A Cold Reception For America’s Working Middle Class
Posted in: Economics, Labor, Poverty
As Blue Texan pointed out recently, middle class and poor folks are feeling more than a pinch in this economy. With more factories and businesses closing their doors every day, workers who have put a lifetime of sweat and toil into a job are finding themselves locked out with no job and no prospects for anything better than minimum wage on a part time basis. If that.
Welcome to George Bush’s America. Via the NYTimes:
Middle-aged men moving in with parents, wives taking two jobs, veteran workers taking overnight shifts at half their former pay, families moving West — these are signs of the turmoil and stresses emerging in the little towns and backwoods mobile homes of southeast Ohio, where dozens of factories and several coal mines have closed over the last decade, and small businesses are giving way to big-box retailers and fast-food outlets.
Here, where the northern swells of the Appalachians lap the southern fringe of the Rust Belt, thousands of people who long had tough but sustainable lives are being wrenched into the working poor….
“A lot of major employers have left, and the town is drying up,” Ms. Thiessen said of Jackson. “We’re starting to lose small shops, too — Hallmark, the jewelry and shoe stores, the movie theater and most of the grocery stores.”
Shari Joos, 45, a married mother of four boys in nearby Wellston, said, “If you don’t work at Wal-Mart, the only job you can get around here is in fast food.”
Between her husband’s factory job and her intermittent work, they made $30,000 a year in the best of times, Mrs. Joos said. Since last fall, when her husband was laid off by the Merillat cabinet factory, which downsized to one shift a day from three, keeping anywhere near that income required Mrs. Joos to take a second job. She works at a school cafeteria each weekday from 9:30 a.m. to 1 p.m and then drives to Wal-Mart, where she relaxes in her car before starting her 2-to-10 p.m. shift at the deli counter….
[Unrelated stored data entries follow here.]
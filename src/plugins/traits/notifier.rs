use async_trait::async_trait;
use serde::{Deserialize, Serialize};

use crate::Result;
use crate::models::{ChangeEvent, ChangeKind};

/// Title/body pair handed to a push gateway.
#[derive(Debug, Clone, Serialize, Deserialize, PartialEq, Eq)]
pub struct Notification {
    pub title: String,
    pub body: String,
}

#[derive(Debug, Clone, Serialize, Deserialize, PartialEq, Eq)]
pub struct NotificationResult {
    pub success: bool,
    pub skipped: bool,
    pub message_id: Option<String>,
}

impl NotificationResult {
    pub fn delivered(message_id: Option<String>) -> Self {
        Self {
            success: true,
            skipped: false,
            message_id,
        }
    }

    pub fn skipped() -> Self {
        Self {
            success: false,
            skipped: true,
            message_id: None,
        }
    }
}

impl Notification {
    pub fn new(title: impl Into<String>, body: impl Into<String>) -> Self {
        Self {
            title: title.into(),
            body: body.into(),
        }
    }

    pub fn from_change(event: &ChangeEvent) -> Self {
        let title = format!("{} {} - {}", event.kind.emoji(), event.kind.label(), event.region);

        let mut lines = vec![format!("Name: {}", event.name)];
        match event.kind {
            ChangeKind::Alert => {
                lines.push("Every target failed to load; check the network, proxy or cookies.".to_string());
            }
            ChangeKind::StockChanged => {
                lines.push(format!("Stock: {} → {}", event.old_stock, event.new_stock));
            }
            ChangeKind::Delisted => {
                lines.push(format!("Last stock: {}", event.old_stock));
            }
            ChangeKind::Listed | ChangeKind::SoldOut => {
                lines.push(format!("Stock: {}", event.new_stock));
            }
        }

        if let Some(product) = &event.product {
            if product.member_only.is_restricted() {
                lines.push(format!("Requires: {}", product.member_only.display_name()));
            }
            if !product.config.is_empty() {
                lines.push(product.config.clone());
            }
            if let Some(url) = &product.url {
                lines.push(format!("Link: {}", url));
            }
        }

        Self {
            title,
            body: lines.join("\n"),
        }
    }
}

/// A push channel. Delivery failures surface as errors and are never retried by callers.
#[cfg_attr(test, mockall::automock)]
#[async_trait]
pub trait Notifier: Send + Sync {
    async fn notify(&self, notification: &Notification) -> Result<NotificationResult>;
}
In late December her husband landed a new job, driving a fork lift at a Wal-Mart distribution center, a shift that ends at 2:30 a.m. It pays a little less than he used to make and is an hour’s drive away, so gasoline soaks up a painful share of his wages.
“We never see each other,” Mrs. Joos, 45, said on a recent morning as she packed a roast beef and cheese sandwich for her evening meal. “We never even think of taking a vacation.”
Of course, if you are a wealthy blowhard, life is good — with the income gap between the haves and the have even mores getting larger and larger compared to everyone else. So why bother noticing the homeless vet under the bridge, hey, O’Reilly?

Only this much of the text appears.